##### Data provided #####
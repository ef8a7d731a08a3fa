//! Tab-completion classification.

use tracing::trace;

use crate::parser::{Mode, is_blank, tokenize};
use crate::registry::{ArgumentKind, Registry};

/// What, if anything, can complete the word under the cursor.
#[derive(Debug, Clone, Copy, PartialEq, Eq)]
pub enum CompletionKind {
    /// The word is a command name.
    CommandName,
    /// The word is a path; the line editor's file completion applies.
    FilenameLike,
    /// Nothing should be offered.
    None,
}

impl From<ArgumentKind> for CompletionKind {
    fn from(kind: ArgumentKind) -> Self {
        match kind {
            ArgumentKind::ExistingFile
            | ArgumentKind::NewFile
            | ArgumentKind::ExistingFileOrDir
            | ArgumentKind::ExistingDir => CompletionKind::FilenameLike,
            ArgumentKind::FreeText | ArgumentKind::HostOrIp => CompletionKind::None,
        }
    }
}

/// Classifies the word that begins at byte offset `pos` of `line`.
///
/// The line may be incomplete (an open quote, a trailing blank); it is
/// tokenized leniently. A `pos` past every word means a new word is being
/// started.
pub fn resolve(registry: &Registry, line: &str, pos: usize) -> CompletionKind {
    let words = match tokenize(line, Mode::Lenient) {
        Ok(words) => words,
        Err(_) => return CompletionKind::None,
    };

    let index = words
        .iter()
        .find(|word| word.end > pos)
        .map_or(words.len(), |word| word.index);
    if index == 0 {
        return CompletionKind::CommandName;
    }

    let Some(command) = registry.lookup(&words[0].text) else {
        return CompletionKind::None;
    };
    match command.specs().get(index - 1) {
        Some(spec) => spec.kind.into(),
        None => CompletionKind::None,
    }
}

/// Byte offset where the word ending at `cursor` begins.
///
/// A cursor past the end of the line is treated as being at the end.
pub fn word_start(line: &str, cursor: usize) -> usize {
    line.as_bytes()[..cursor.min(line.len())]
        .iter()
        .rposition(|&b| is_blank(b))
        .map_or(0, |blank| blank + 1)
}

/// Command names starting with a prefix, in alphabetical order.
///
/// The names are captured when the generator is created, so registering
/// commands afterwards does not change an ongoing completion session.
#[derive(Debug, Clone)]
pub struct CommandNames {
    names: Vec<String>,
    prefix: String,
    next: usize,
}

impl CommandNames {
    pub fn new(registry: &Registry, prefix: &str) -> Self {
        Self {
            names: registry
                .enumerate()
                .map(|cmd| cmd.name().to_string())
                .collect(),
            prefix: prefix.to_string(),
            next: 0,
        }
    }

    /// Starts over from the first name.
    pub fn restart(&mut self) {
        self.next = 0;
    }
}

impl Iterator for CommandNames {
    type Item = String;

    fn next(&mut self) -> Option<String> {
        while let Some(name) = self.names.get(self.next) {
            self.next += 1;
            if name.starts_with(&self.prefix) {
                return Some(name.clone());
            }
        }
        None
    }
}

/// Answer to one completion request.
#[derive(Debug, Clone, PartialEq, Eq)]
pub struct Completion {
    /// Byte offset where the word being completed starts.
    pub start: usize,
    pub kind: CompletionKind,
    /// Matching command names; empty unless `kind` is `CommandName`.
    pub candidates: Vec<String>,
}

/// Handles a completion request for `line` with the cursor at `cursor`.
///
/// Any byte offset is accepted: one past the end is moved to the end, one
/// inside a multi-byte character is moved back to that character's start.
pub fn complete(registry: &Registry, line: &str, cursor: usize) -> Completion {
    let mut cursor = cursor.min(line.len());
    while !line.is_char_boundary(cursor) {
        cursor -= 1;
    }
    let start = word_start(line, cursor);
    let kind = resolve(registry, line, start);
    trace!(line, cursor, start, ?kind, "completion requested");

    let candidates = match kind {
        CompletionKind::CommandName => {
            CommandNames::new(registry, &line[start..cursor]).collect()
        }
        CompletionKind::FilenameLike | CompletionKind::None => Vec::new(),
    };
    Completion {
        start,
        kind,
        candidates,
    }
}

#[cfg(test)]
mod tests {
    use super::*;
    use crate::registry::ArgumentSpec;
    use std::io::Write;

    fn noop(_: &[Option<String>], _: &mut dyn Write) -> i32 {
        0
    }

    fn registry() -> Registry {
        let mut registry = Registry::new();
        registry
            .register("cd", &[ArgumentSpec::required(ArgumentKind::ExistingDir)], noop)
            .unwrap();
        registry
            .register(
                "cp",
                &[
                    ArgumentSpec::required(ArgumentKind::ExistingFile),
                    ArgumentSpec::required(ArgumentKind::NewFile),
                ],
                noop,
            )
            .unwrap();
        registry
            .register(
                "grep",
                &[
                    ArgumentSpec::required(ArgumentKind::FreeText),
                    ArgumentSpec::required(ArgumentKind::ExistingFile),
                ],
                noop,
            )
            .unwrap();
        registry
            .register("ping", &[ArgumentSpec::required(ArgumentKind::HostOrIp)], noop)
            .unwrap();
        registry.register("pwd", &[], noop).unwrap();
        registry
    }

    #[test]
    fn empty_or_blank_buffer_completes_command_names() {
        let registry = registry();
        assert_eq!(resolve(&registry, "", 0), CompletionKind::CommandName);
        assert_eq!(resolve(&registry, "   ", 3), CompletionKind::CommandName);
        assert_eq!(resolve(&registry, "pw", 0), CompletionKind::CommandName);
    }

    #[test]
    fn directory_argument_completes_filenames() {
        let registry = registry();
        assert_eq!(resolve(&registry, "cd ", 3), CompletionKind::FilenameLike);
        assert_eq!(resolve(&registry, "cd sr", 3), CompletionKind::FilenameLike);
    }

    #[test]
    fn words_beyond_arity_complete_nothing() {
        let registry = registry();
        assert_eq!(resolve(&registry, "pwd extra ", 9), CompletionKind::None);
        assert_eq!(resolve(&registry, "pwd extra ", 10), CompletionKind::None);
        assert_eq!(resolve(&registry, "cd a b", 5), CompletionKind::None);
    }

    #[test]
    fn slot_kind_decides() {
        let registry = registry();
        assert_eq!(resolve(&registry, "grep pat", 5), CompletionKind::None);
        assert_eq!(resolve(&registry, "grep pat ", 9), CompletionKind::FilenameLike);
        assert_eq!(resolve(&registry, "cp a ", 5), CompletionKind::FilenameLike);
        assert_eq!(resolve(&registry, "ping ", 5), CompletionKind::None);
    }

    #[test]
    fn offset_inside_a_word_picks_that_word() {
        let registry = registry();
        // "grep" is 0..4, "pat" is 5..8, "file" is 9..13
        assert_eq!(resolve(&registry, "grep pat file", 6), CompletionKind::None);
        assert_eq!(resolve(&registry, "grep pat file", 11), CompletionKind::FilenameLike);
        assert_eq!(resolve(&registry, "cp abc def", 4), CompletionKind::FilenameLike);
        assert_eq!(resolve(&registry, "grep pat file", 2), CompletionKind::CommandName);
    }

    #[test]
    fn offset_at_a_word_end_belongs_to_the_next_word() {
        let registry = registry();
        assert_eq!(resolve(&registry, "grep pat file", 4), CompletionKind::None);
        assert_eq!(resolve(&registry, "grep pat file", 8), CompletionKind::FilenameLike);
        assert_eq!(resolve(&registry, "grep pat file", 13), CompletionKind::None);
        assert_eq!(resolve(&registry, "cd", 2), CompletionKind::FilenameLike);
    }

    #[test]
    fn unknown_command_completes_nothing() {
        let registry = registry();
        assert_eq!(resolve(&registry, "rm ", 3), CompletionKind::None);
    }

    #[test]
    fn open_quote_does_not_abort_classification() {
        let registry = registry();
        assert_eq!(resolve(&registry, "cp 'my fi", 7), CompletionKind::FilenameLike);
        assert_eq!(resolve(&registry, "grep 'two words", 10), CompletionKind::FilenameLike);
    }

    #[test]
    fn word_start_scans_back_to_a_blank() {
        assert_eq!(word_start("", 0), 0);
        assert_eq!(word_start("cd src", 6), 3);
        assert_eq!(word_start("cd ", 3), 3);
        assert_eq!(word_start("pw", 2), 0);
        assert_eq!(word_start("ls\tsr", 5), 3);
        assert_eq!(word_start("cd", 5), 0);
        assert_eq!(word_start("cd x", 9), 3);
    }

    #[test]
    fn command_names_match_prefix_in_order_and_restart() {
        let registry = registry();
        let mut names = CommandNames::new(&registry, "p");
        assert_eq!(names.next().as_deref(), Some("ping"));
        assert_eq!(names.next().as_deref(), Some("pwd"));
        assert_eq!(names.next(), None);

        names.restart();
        assert_eq!(names.collect::<Vec<_>>(), vec!["ping", "pwd"]);

        let all: Vec<_> = CommandNames::new(&registry, "").collect();
        assert_eq!(all, vec!["cd", "cp", "grep", "ping", "pwd"]);
    }

    #[test]
    fn command_names_are_a_snapshot() {
        let mut registry = registry();
        let names = CommandNames::new(&registry, "l");
        registry.register("ls", &[], noop).unwrap();
        assert_eq!(names.count(), 0);
    }

    #[test]
    fn complete_offers_command_names_only_for_the_first_word() {
        let registry = registry();

        let completion = complete(&registry, "c", 1);
        assert_eq!(completion.start, 0);
        assert_eq!(completion.kind, CompletionKind::CommandName);
        assert_eq!(completion.candidates, vec!["cd", "cp"]);

        let completion = complete(&registry, "cd sr", 5);
        assert_eq!(completion.start, 3);
        assert_eq!(completion.kind, CompletionKind::FilenameLike);
        assert!(completion.candidates.is_empty());

        let completion = complete(&registry, "ping ya", 7);
        assert_eq!(completion.kind, CompletionKind::None);
        assert!(completion.candidates.is_empty());
    }

    #[test]
    fn out_of_range_cursors_are_clamped() {
        let registry = registry();

        let completion = complete(&registry, "cd", 5);
        assert_eq!(completion.start, 0);
        assert_eq!(completion.kind, CompletionKind::CommandName);
        assert_eq!(completion.candidates, vec!["cd"]);

        let completion = complete(&registry, "é", 1);
        assert_eq!(completion.start, 0);
        assert_eq!(completion.kind, CompletionKind::CommandName);
        assert_eq!(completion.candidates.len(), 5);

        let completion = complete(&registry, "cd é", 4);
        assert_eq!(completion.start, 3);
        assert_eq!(completion.kind, CompletionKind::FilenameLike);
    }
}
use thiserror::Error;

/// Failure to split an input line into words.
#[derive(Debug, Clone, PartialEq, Eq, Error)]
pub enum ParseError {
    /// A quoted word has no matching closing quote followed by a blank or
    /// the end of the line.
    #[error("unterminated quote at byte {offset}")]
    UnterminatedQuote { offset: usize },
}

/// Reasons a command definition is refused by the registry.
#[derive(Debug, Clone, PartialEq, Eq, Error)]
pub enum RegistrationError {
    #[error("command \"{0}\" is already registered")]
    DuplicateName(String),
    /// A required argument follows an optional one.
    #[error("bad arguments for command \"{0}\": required argument after optional one")]
    BadArgumentOrder(String),
    #[error("command \"{name}\" declares {count} arguments, at most {max} are supported", max = crate::registry::MAX_ARGS)]
    TooManyArguments { name: String, count: usize },
}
#####
- Problem description
Check the listing above for "FreeText". Show every line where it turns up.

- Exercise output
            ArgumentKind::FreeText | ArgumentKind::HostOrIp => CompletionKind::None,
                    ArgumentSpec::required(ArgumentKind::FreeText),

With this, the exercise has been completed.